Un modèle “pay what you want” pourrait-il marcher pour l’info?

Le 9 juin 2010

À l'heure où la monétisation des contenus occupent les esprits dans la plupart des rédactions, le modèle du PWYW (pay what you want) pourrait faire partie des solutions. Comment le mettre en place pour qu'il ait des chances de réussir ? Le Nieman Lab donne son point de vue.

L’ancien directeur de Panera Bread a récemment annoncé une expérimentation intrigante : le magasin de la chaine à Clayton, dans le Missouri, se débarrasse des prix. La franchise de Clayton, actuellement présentée comme un restaurant “non-profit” et renommée “Saint Louis Bread Company Cares Cafe” offre les mêmes produits que les magasins Panera classiques : pâtisseries, soupes et salades. Au lieu d’assigner une valeur monétaire aux produits, le magasin laisse les clients décider de ce qu’ils vont payer.

“Prenez ce dont vous avez besoin, laissez ce qui vous semble juste”, peut-on lire sur une pancarte au-dessus du comptoir.

Ce type de modèle n’est pas nouveau. Mais souvent, cela ne marche pas. “Si vous utilisez un schéma PWYW [Pay What You Want, Ndt] trop généreusement, vous vous exposez à un désastre financier“, fait remarquer l’économiste Stephen Dubner. Imaginez si Tiffany & Co. instaurait une journée PWYW sur les bijoux en diamant.”

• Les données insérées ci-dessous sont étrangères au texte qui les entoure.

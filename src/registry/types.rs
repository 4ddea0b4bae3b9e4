//! Wire types for the registry HTTP protocol (§4.6.1).

use serde::{Deserialize, Serialize};
use uuid::Uuid;

#[derive(Debug, Clone, Deserialize)]
pub struct AuthResponse {
    pub token: String,
    pub expires: i64,
}

#[derive(Debug, Clone, Deserialize)]
pub struct DatasetInfo {
    pub slug: String,
    #[serde(default)]
    pub is_public: bool,
}

#[derive(Debug, Clone, Deserialize)]
pub struct PushInitResponse {
    #[serde(rename = "neededFiles", default)]
    pub needed_files: Vec<String>,
    #[serde(rename = "neededMeta", default)]
    pub needed_meta: Vec<Uuid>,
    pub token: String,
    #[serde(rename = "pullRequired", default)]
    pub pull_required: Option<bool>,
}

/// `tags.json` (§6.1): `<registryUrl>/<org>/<dataset>` naming a remote.
#[derive(Debug, Clone, Serialize, Deserialize)]
pub struct Tag {
    pub registry_url: String,
    pub org: String,
    pub dataset: String,
}

impl Tag {
    /// Parses `<registry>/<org>/<dataset>` (GLOSSARY "Tag"). The registry
    /// host may itself contain slashes (a scheme), so org/dataset are taken
    /// from the end.
    pub fn parse(raw: &str) -> Option<Tag> {
        let mut parts: Vec<&str> = raw.rsplitn(3, '/').collect();
        if parts.len() != 3 {
            return None;
        }
        parts.reverse();
        Some(Tag {
            registry_url: parts[0].to_string(),
            org: parts[1].to_string(),
            dataset: parts[2].to_string(),
        })
    }

    pub fn render(&self) -> String {
        format!("{}/{}/{}", self.registry_url, self.org, self.dataset)
    }
}

/// `sync.json` (§6.1): last-known remote stamp per registry.
#[derive(Debug, Clone, Default, Serialize, Deserialize)]
pub struct SyncBook {
    pub entries: std::collections::HashMap<String, crate::index::stamp::Stamp>,
}

#[cfg(test)]
mod tests {
    use super::*;

    #[test]
    fn tag_round_trips_through_parse_and_render() {
        let tag = Tag::parse("hub.dronedb.app/acme/survey-2026").unwrap();
        assert_eq!(tag.registry_url, "hub.dronedb.app");
        assert_eq!(tag.org, "acme");
        assert_eq!(tag.dataset, "survey-2026");
        assert_eq!(tag.render(), "hub.dronedb.app/acme/survey-2026");
    }
}
//! Password guard (C1's `passwords` table; CLI surface `password
//! {append|verify|clear}`, §6.2): hashed passwords gating anonymous access
//! to a dataset. Multiple passwords may be appended — any one of them
//! verifies.
//!
//! Hashing uses `argon2` for password derivation, rather than this crate's
//! SHA-256 (`hashing::sha256_bytes`), which is reserved for content
//! addressing, not credential storage.

use argon2::password_hash::{PasswordHash, PasswordHasher, PasswordVerifier, SaltString};
use argon2::Argon2;
use rand::rngs::OsRng;
use sea_orm::{ActiveModelTrait, ActiveValue, ActiveValue::Set, EntityTrait};

use crate::db::entities::password as password_entity;
use crate::db::Database;
use crate::error::{DbError, InvalidArgsError, Result};

pub struct PasswordGuard<'a> {
    db: &'a Database,
}

impl<'a> PasswordGuard<'a> {
    pub fn new(db: &'a Database) -> PasswordGuard<'a> {
        PasswordGuard { db }
    }

    /// Appends a new password hash, in addition to any already stored.
    pub async fn append(&self, plaintext: &str) -> Result<()> {
        if plaintext.is_empty() {
            return Err(InvalidArgsError::Empty("password").into());
        }
        let salt = SaltString::generate(&mut OsRng);
        let hash = Argon2::default()
            .hash_password(plaintext.as_bytes(), &salt)
            .map_err(|e| InvalidArgsError::Other(format!("password hashing failed: {e}")))?
            .to_string();

        let am = password_entity::ActiveModel {
            id: ActiveValue::NotSet,
            hash: Set(hash),
        };
        am.insert(self.db.conn()).await.map_err(DbError::Sea)?;
        Ok(())
    }

    /// True if `plaintext` matches any stored password hash. A dataset with
    /// no stored passwords verifies everything (no guard configured).
    pub async fn verify(&self, plaintext: &str) -> Result<bool> {
        let rows = password_entity::Entity::find().all(self.db.conn()).await.map_err(DbError::Sea)?;
        if rows.is_empty() {
            return Ok(true);
        }
        let argon2 = Argon2::default();
        for row in rows {
            let Ok(parsed) = PasswordHash::new(&row.hash) else {
                continue;
            };
            if argon2.verify_password(plaintext.as_bytes(), &parsed).is_ok() {
                return Ok(true);
            }
        }
        Ok(false)
    }

    /// Removes every stored password, reopening the dataset to anonymous
    /// access.
    pub async fn clear(&self) -> Result<u64> {
        let result = password_entity::Entity::delete_many()
            .exec(self.db.conn())
            .await
            .map_err(DbError::Sea)?;
        Ok(result.rows_affected)
    }

    /// True if the dataset has at least one password configured.
    pub async fn is_protected(&self) -> Result<bool> {
        let count = password_entity::Entity::find().all(self.db.conn()).await.map_err(DbError::Sea)?.len();
        Ok(count > 0)
    }
}

#[cfg(test)]
mod tests {
    use super::*;
    use crate::db::Database;

    #[tokio::test]
    async fn append_then_verify_round_trips() {
        let dir = tempfile::tempdir().unwrap();
        let db = Database::create_or_open(&dir.path().join("dbase.sqlite")).await.unwrap();
        let guard = PasswordGuard::new(&db);

        // no password configured: verifies anything.
        assert!(guard.verify("anything").await.unwrap());

        guard.append("hunter2").await.unwrap();
        assert!(guard.is_protected().await.unwrap());
        assert!(guard.verify("hunter2").await.unwrap());
        assert!(!guard.verify("wrong").await.unwrap());
    }

    #[tokio::test]
    async fn clear_reopens_anonymous_access() {
        let dir = tempfile::tempdir().unwrap();
        let db = Database::create_or_open(&dir.path().join("dbase.sqlite")).await.unwrap();
        let guard = PasswordGuard::new(&db);

        guard.append("secret").await.unwrap();
        assert!(!guard.verify("wrong").await.unwrap());

        let removed = guard.clear().await.unwrap();
        assert_eq!(removed, 1);
        assert!(guard.verify("anything").await.unwrap());
    }
}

Pourtant, dans les conditions adéquates, cette approche peut se révéler assez efficace. Chez One World Everybody Eats, une soupe populaire à Salt Lake City, Denise Cerreta gère un service analogue à l’expérience de Panera : au lieu d’attribuer un prix aux repas que One World sert, elle demande aux clients de payer ce qu’ils peuvent – et, m’a-t-elle dit, “de payer un peu plus si possible.” Elle a vu juste, semble-t-il : One World fonctionne depuis sept ans.

Ce qui m’amène à la question que vous avez sentie venir : est-ce que le modèle de paiement de Panera fonctionnerait pour l’information ?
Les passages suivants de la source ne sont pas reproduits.